A verbatim reproduction of the lines below, from the line containing "use std::sync::Arc;" through the line containing "impl Default for", both ends included, is the whole required output.

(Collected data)
——
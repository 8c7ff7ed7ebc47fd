//! The spinning machine: owns the session, runs the reel animation as a
//! cancellable task and reports progress over a channel.

use std::sync::Arc;
use std::time::Duration;

use casa_core::{
    draw_reels, EngineParams, ProvablyFairRng, Reels, SessionState, SpinError, SpinResolution,
};
use casa_shared::{SessionView, SpinLogEntry};
use chrono::Utc;
use rand::{rngs::StdRng, SeedableRng};
use tokio::sync::{mpsc, Mutex};
use tokio::task::JoinHandle;
use tracing::{debug, info, warn};

use crate::view::session_view;

#[derive(Debug, Clone, Copy, PartialEq, Eq)]
pub struct AnimationConfig {
    pub duration: Duration,
    pub interval: Duration,
    /// Pause between the reels landing and the result being announced.
    pub settle: Duration,
}

impl AnimationConfig {
    pub fn frames(&self) -> u32 {
        let interval = self.interval.as_millis().max(1);
        u32::try_from(self.duration.as_millis() / interval).unwrap_or(u32::MAX)
    }
}

impl Default for AnimationConfig {
    fn default() -> Self {
        Self {
            duration: Duration::from_millis(2000),
            interval: Duration::from_millis(100),
            settle: Duration::from_millis(500),
        }
    }
}

/// Where final reel outcomes come from. Animation frames never use this.
pub enum DrawSource {
    Entropy(StdRng),
    /// Each resolved spin draws from the HMAC stream with the next nonce.
    /// The counter survives session resets so no nonce is ever reused.
    Seeded {
        server_seed: String,
        client_seed: String,
        next_nonce: u64,
    },
}

impl DrawSource {
    pub fn entropy() -> Self {
        DrawSource::Entropy(StdRng::from_entropy())
    }

    pub fn seeded(server_seed: impl Into<String>, client_seed: impl Into<String>) -> Self {
        DrawSource::Seeded {
            server_seed: server_seed.into(),
            client_seed: client_seed.into(),
            next_nonce: 1,
        }
    }

    pub fn server_seed_hash(&self) -> Option<String> {
        match self {
            DrawSource::Entropy(_) => None,
            DrawSource::Seeded { server_seed, .. } => {
                Some(casa_core::derive_hash_hex(server_seed.as_bytes()))
            }
        }
    }

    /// Resolve a spin into `session`, returning the nonce used when seeded.
    fn spin(
        &mut self,
        session: &mut SessionState,
        params: &EngineParams,
    ) -> Result<(SpinResolution, Option<u64>), SpinError> {
        match self {
            DrawSource::Entropy(rng) => Ok((session.spin(params, rng)?, None)),
            DrawSource::Seeded {
                server_seed,
                client_seed,
                next_nonce,
            } => {
                let nonce = *next_nonce;
                let mut rng = ProvablyFairRng::new(server_seed.as_str(), client_seed.as_str(), nonce);
                let resolution = session.spin(params, &mut rng)?;
                *next_nonce += 1;
                Ok((resolution, Some(nonce)))
            }
        }
    }
}

#[derive(Debug, Clone, PartialEq)]
pub enum MachineEvent {
    /// Throwaway reels shown while spinning.
    Frame([String; 3]),
    Landed([String; 3]),
    Resolved { entry: SpinLogEntry, message: String },
    Busted,
}

/// An event stamped with the session generation that produced it.
#[derive(Debug, Clone, PartialEq)]
pub struct MachineMessage {
    pub generation: u64,
    pub event: MachineEvent,
}

#[derive(Debug, Clone, Copy, PartialEq, Eq)]
pub enum SpinStatus {
    Started,
    /// A spin was already in flight; nothing happened.
    Busy,
}

struct Inner {
    session: SessionState,
    source: DrawSource,
    // bumped by reset so a task cancelled mid-flight can tell its session is gone
    generation: u64,
}

pub struct SpinController {
    params: Arc<EngineParams>,
    inner: Arc<Mutex<Inner>>,
    animation: AnimationConfig,
    events: mpsc::UnboundedSender<MachineMessage>,
    in_flight: Option<JoinHandle<()>>,
    // mirrors Inner::generation for filtering messages without the lock
    generation: u64,
}

impl SpinController {
    pub fn new(
        params: EngineParams,
        source: DrawSource,
        animation: AnimationConfig,
        events: mpsc::UnboundedSender<MachineMessage>,
    ) -> Self {
        Self {
            params: Arc::new(params),
            inner: Arc::new(Mutex::new(Inner {
                session: SessionState::new(),
                source,
                generation: 0,
            })),
            animation,
            events,
            in_flight: None,
            generation: 0,
        }
    }

    pub fn params(&self) -> &EngineParams {
        &self.params
    }

    /// Unwrap a message, dropping it if it was sent before the last reset.
    pub fn accept(&self, message: MachineMessage) -> Option<MachineEvent> {
        if message.generation == self.generation {
            Some(message.event)
        } else {
            debug!(generation = message.generation, "dropping stale machine event");
            None
        }
    }

    pub fn is_spinning(&self) -> bool {
        self.in_flight.as_ref().is_some_and(|h| !h.is_finished())
    }

    /// Change the bet. Ignored while the reels are turning.
    pub async fn set_bet(&self, bet: i64) -> bool {
        if self.is_spinning() {
            debug!(bet, "bet change ignored while spinning");
            return false;
        }
        self.inner.lock().await.session.set_bet(bet);
        true
    }

    pub async fn request_spin(&mut self) -> Result<SpinStatus, SpinError> {
        if self.is_spinning() {
            debug!("spin already in flight");
            return Ok(SpinStatus::Busy);
        }
        let generation = {
            let inner = self.inner.lock().await;
            inner.session.validate_bet()?;
            inner.generation
        };
        let task = SpinTask {
            params: Arc::clone(&self.params),
            inner: Arc::clone(&self.inner),
            animation: self.animation,
            events: self.events.clone(),
            generation,
        };
        self.in_flight = Some(tokio::spawn(task.run()));
        Ok(SpinStatus::Started)
    }

    /// Cancel any spin in flight and start the session over.
    pub async fn reset(&mut self) {
        self.cancel();
        let mut inner = self.inner.lock().await;
        inner.generation += 1;
        self.generation = inner.generation;
        inner.session.reset();
    }

    pub async fn view(&self) -> SessionView {
        let inner = self.inner.lock().await;
        session_view(&inner.session, &self.params, self.is_spinning())
    }

    pub async fn session(&self) -> SessionState {
        self.inner.lock().await.session.clone()
    }

    pub async fn server_seed_hash(&self) -> Option<String> {
        self.inner.lock().await.source.server_seed_hash()
    }

    fn cancel(&mut self) {
        if let Some(handle) = self.in_flight.take() {
            if !handle.is_finished() {
                info!("cancelling spin in flight");
            }
            handle.abort();
        }
    }
}

impl Drop for SpinController {
    fn drop(&mut self) {
        self.cancel();
    }
}

struct SpinTask {
    params: Arc<EngineParams>,
    inner: Arc<Mutex<Inner>>,
    animation: AnimationConfig,
    events: mpsc::UnboundedSender<MachineMessage>,
    generation: u64,
}

impl SpinTask {
    fn send(&self, event: MachineEvent) -> bool {
        let message = MachineMessage {
            generation: self.generation,
            event,
        };
        self.events.send(message).is_ok()
    }

    async fn run(self) {
        let mut cosmetic = StdRng::from_entropy();
        let mut ticker = tokio::time::interval(self.animation.interval);
        ticker.tick().await;
        for _ in 0..self.animation.frames() {
            ticker.tick().await;
            let reels = draw_reels(&self.params.table, &mut cosmetic);
            if !self.send(MachineEvent::Frame(reel_ids(&reels))) {
                // nobody is watching any more
                return;
            }
        }

        let (resolution, nonce, message, busted) = {
            let mut inner = self.inner.lock().await;
            if inner.generation != self.generation {
                debug!("session reset during spin");
                return;
            }
            let Inner {
                session, source, ..
            } = &mut *inner;
            match source.spin(session, &self.params) {
                Ok((res, nonce)) => {
                    let message = session.result_message().unwrap_or_default();
                    (res, nonce, message, session.is_busted())
                }
                Err(err) => {
                    // the bet was checked at request time and is locked since
                    warn!(%err, "spin rejected at resolution");
                    return;
                }
            }
        };
        info!(
            play = resolution.new_play_count,
            winnings = resolution.winnings,
            balance = resolution.new_balance,
            ?nonce,
            "spin landed"
        );
        self.send(MachineEvent::Landed(reel_ids(&resolution.reels)));
        tokio::time::sleep(self.animation.settle).await;

        let entry = SpinLogEntry {
            play: resolution.new_play_count,
            ts: Utc::now(),
            reels: reel_ids(&resolution.reels),
            bet: resolution.bet,
            winnings: resolution.winnings,
            balance: resolution.new_balance,
            jackpot_probability: resolution.probability_sample,
            nonce,
        };
        self.send(MachineEvent::Resolved { entry, message });
        if busted {
            self.send(MachineEvent::Busted);
        }
    }
}

pub fn reel_ids(reels: &Reels) -> [String; 3] {
    std::array::from_fn(|i| reels[i].id.clone())
}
——
EXERCISE RESULT —
use std::sync::Arc;
use std::time::Duration;

use casa_core::{
    draw_reels, EngineParams, ProvablyFairRng, Reels, SessionState, SpinError, SpinResolution,
};
use casa_shared::{SessionView, SpinLogEntry};
use chrono::Utc;
use rand::{rngs::StdRng, SeedableRng};
use tokio::sync::{mpsc, Mutex};
use tokio::task::JoinHandle;
use tracing::{debug, info, warn};

use crate::view::session_view;

#[derive(Debug, Clone, Copy, PartialEq, Eq)]
pub struct AnimationConfig {
    pub duration: Duration,
    pub interval: Duration,
    /// Pause between the reels landing and the result being announced.
    pub settle: Duration,
}

impl AnimationConfig {
    pub fn frames(&self) -> u32 {
        let interval = self.interval.as_millis().max(1);
        u32::try_from(self.duration.as_millis() / interval).unwrap_or(u32::MAX)
    }
}

impl Default for AnimationConfig {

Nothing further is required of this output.